A P P E N D I X  C

Online Manual Page for cpudiagd.conf

This appendix provides the online manual page for cpudiagd.conf(4)

File format - cpudiagd.conf(4)

Name

cpudiagd.conf - configuration file for cpudiagd(1M)

Synopsis

/etc/cpudiagd.conf

Description

The file /etc/cpudiagd.conf contains information used by the online CPU diagnostics daemon, cpudiagd(1M). The daemon runs CPU diagnostics test cputst(1M) in the background periodically. The daemon reads this file during startup. It also rereads this file if it receives a SIGHUP signal.

Each parameter entry in the configuration file is of the form Name=Value. The following entries are supported in the configuration file:

These parameters specify the time interval on which CPU diagnostics test cputst(1M) is scheduled. The test can run at three stress levels low, medium, and high. The time interval for scheduling tests at each of the low, medium and high levels can be configured independently by using the above three parameters respectively.

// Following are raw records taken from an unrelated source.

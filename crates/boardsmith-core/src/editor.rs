//! Editing session: scene, canvas, selection and the gesture in progress.

use crate::canvas::Canvas;
use crate::drag::{
    DragFactory, DragGesture, DragScrollOperation, DragSelectAreaOperation, DragSwitchOperation, factory,
};
use crate::element::{Element, ElementId};
use crate::error::SceneResult;
use crate::groups::{GroupId, GroupMember, Groups};
use crate::input::{MouseButton, PointerEvent, PointerInput};
use crate::scene::Scene;
use crate::selection::SelectionModel;
use crate::settings::EditorSettings;
use kurbo::{Affine, Point};
use std::collections::HashSet;
use std::fmt;

/// Zoom step of one wheel notch.
const WHEEL_ZOOM_FACTOR: f64 = 1.1;

/// Drag operation of the base layer root: middle button scrolls, anything else draws a
/// selection rectangle.
pub fn board_drag() -> DragFactory {
    factory(|| {
        DragSwitchOperation::new()
            .case(
                |_, _, _, input| input.button == MouseButton::Middle,
                DragScrollOperation::new(),
            )
            .otherwise(DragSelectAreaOperation::new())
    })
}

/// One editing session.
pub struct Editor {
    pub scene: Scene,
    pub canvas: Canvas,
    pub selection: Groups,
    pub settings: EditorSettings,
    gesture: Option<DragGesture>,
    /// Detached copies taken by the last [`Editor::copy`].
    clipboard: Vec<ElementId>,
    /// Button of the press in progress, for events that do not carry one.
    button: MouseButton,
}

impl Default for Editor {
    fn default() -> Self {
        Self::new(EditorSettings::default())
    }
}

impl fmt::Debug for Editor {
    fn fmt(&self, f: &mut fmt::Formatter<'_>) -> fmt::Result {
        f.debug_struct("Editor")
            .field("elements", &self.scene.len())
            .field("selection", &self.selection)
            .field("gesture", &self.gesture)
            .field("clipboard", &self.clipboard.len())
            .finish_non_exhaustive()
    }
}

impl Editor {
    pub fn new(settings: EditorSettings) -> Self {
        let mut scene = Scene::with_history_limit(settings.max_undo_history);
        let canvas = Canvas::new(&mut scene, &settings);
        if let Some(base) = scene.get_mut(canvas.base_root()) {
            base.drag = Some(board_drag());
        }
        Self {
            scene,
            canvas,
            selection: Groups::new(),
            settings,
            gesture: None,
            clipboard: Vec::new(),
            button: MouseButton::Left,
        }
    }

    /// Insert an element and attach it to the base layer.
    pub fn insert_on_board(&mut self, element: Element) -> SceneResult<ElementId> {
        let id = self.scene.insert(element);
        self.scene.add(self.canvas.base_root(), id)?;
        Ok(id)
    }

    // --- pointer ---

    /// Start a gesture on the element under the pointer.
    ///
    /// Elements without a drag operation hand the press to the base layer root.
    pub fn pointer_down(&mut self, input: PointerInput) {
        if let Some(gesture) = self.gesture.take() {
            gesture.abort(self);
        }
        self.button = input.button;
        let point = self.canvas.canvas_point(input.position);
        let base = self.canvas.base_root();
        let hit = self
            .canvas
            .get_element_from_point(&self.scene, point, &HashSet::new())
            .filter(|&id| self.scene.get(id).is_some_and(|e| e.drag().is_some()))
            .unwrap_or(base);
        let Some(make) = self.scene.get(hit).and_then(|e| e.drag().cloned()) else {
            return;
        };
        self.gesture = DragGesture::begin(self, hit, make(), &input);
    }

    pub fn pointer_move(&mut self, input: PointerInput) {
        if let Some(mut gesture) = self.gesture.take() {
            gesture.on_drag_move(self, &input);
            self.gesture = Some(gesture);
        }
    }

    pub fn pointer_up(&mut self, input: PointerInput) {
        if let Some(gesture) = self.gesture.take() {
            gesture.on_drop(self, &input);
        }
    }

    /// Abandon the gesture in progress, reverting whatever it moved.
    pub fn abort_gesture(&mut self) {
        if let Some(gesture) = self.gesture.take() {
            gesture.abort(self);
        }
    }

    /// Whether a drag has started and not yet been dropped.
    pub fn is_dragging(&self) -> bool {
        self.gesture.as_ref().is_some_and(DragGesture::is_started)
    }

    /// Dispatch a page-space pointer event.
    pub fn handle_pointer_event(&mut self, event: PointerEvent) {
        match event {
            PointerEvent::Down {
                position,
                button,
                modifiers,
            } => self.pointer_down(PointerInput {
                position,
                button,
                modifiers,
            }),
            PointerEvent::Move { position, modifiers } => self.pointer_move(PointerInput {
                position,
                button: self.button,
                modifiers,
            }),
            PointerEvent::Up { position, modifiers } => self.pointer_up(PointerInput {
                position,
                button: self.button,
                modifiers,
            }),
            PointerEvent::Scroll { position, delta } => {
                let factor = if delta.y > 0.0 {
                    1.0 / WHEEL_ZOOM_FACTOR
                } else {
                    WHEEL_ZOOM_FACTOR
                };
                self.zoom_at(position, factor);
            }
        }
    }

    pub fn zoom_at(&mut self, page: Point, factor: f64) {
        self.canvas.zoom_at(&mut self.scene, page, factor);
    }

    // --- history ---

    /// Undo the last transaction. Does nothing in readonly mode.
    pub fn undo(&mut self) -> bool {
        if self.settings.readonly {
            return false;
        }
        self.abort_gesture();
        let undone = self.scene.undo();
        self.selection.retain_under(&mut self.scene, self.canvas.base_root());
        undone
    }

    /// Redo the last undone transaction. Does nothing in readonly mode.
    pub fn redo(&mut self) -> bool {
        if self.settings.readonly {
            return false;
        }
        self.abort_gesture();
        let redone = self.scene.redo();
        self.selection.retain_under(&mut self.scene, self.canvas.base_root());
        redone
    }

    // --- groups ---

    pub fn group_selected(&mut self) -> Option<GroupId> {
        if self.settings.readonly {
            return None;
        }
        self.scene.memento_mut().open();
        self.selection.regroup(&mut self.scene)
    }

    pub fn ungroup_selected(&mut self) -> Vec<GroupMember> {
        if self.settings.readonly {
            return Vec::new();
        }
        self.scene.memento_mut().open();
        self.selection.ungroup(&mut self.scene)
    }

    // --- clipboard ---

    /// Keep detached copies of the selection. Returns the number of copied elements.
    pub fn copy(&mut self) -> usize {
        let selected = self.selection.selected().to_vec();
        if selected.is_empty() {
            return 0;
        }
        self.clipboard = self.scene.duplicate(&selected);
        self.clipboard.len()
    }

    /// Place new copies of the clipboard on the board, offset from the previous paste,
    /// and select them. One transaction.
    pub fn paste(&mut self) -> SceneResult<Vec<ElementId>> {
        if self.settings.readonly || self.clipboard.is_empty() {
            return Ok(Vec::new());
        }
        let offset = Affine::translate(self.settings.paste_offset);
        for &id in &self.clipboard {
            if let Some(element) = self.scene.get_mut(id) {
                element.matrix = offset * element.matrix;
            }
        }
        self.scene.memento_mut().open();
        let pasted = self.scene.duplicate(&self.clipboard);
        let base = self.canvas.base_root();
        for &id in &pasted {
            self.scene.add(base, id)?;
        }
        self.selection.unselect_all(&mut self.scene);
        for &id in &pasted {
            self.selection.select(&mut self.scene, id);
        }
        log::debug!("pasted {} elements", pasted.len());
        Ok(pasted)
    }

    /// Detach the selected elements. One transaction.
    pub fn delete_selected(&mut self) -> SceneResult<usize> {
        if self.settings.readonly {
            return Ok(0);
        }
        let selected = self.selection.selected().to_vec();
        self.selection.unselect_all(&mut self.scene);
        self.scene.memento_mut().open();
        for &id in &selected {
            self.scene.detach(id)?;
        }
        Ok(selected.len())
    }
}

The value for the above parameters could either be the string DEFAULT or a non-negative integer followed by one of the letters s, m or h which specifies seconds, minutes, and hours respectively. For example, 30s specifies 30 seconds and 15m specifies 15 minutes and 12h specifies 12 hours.

If the value is specified as DEFAULT, the system schedules the tests at the system defined default intervals. On machines with total memory less than 512 Mbytes, the high stress test is not invoked by default. The explicit specification of intervals override the default behavior.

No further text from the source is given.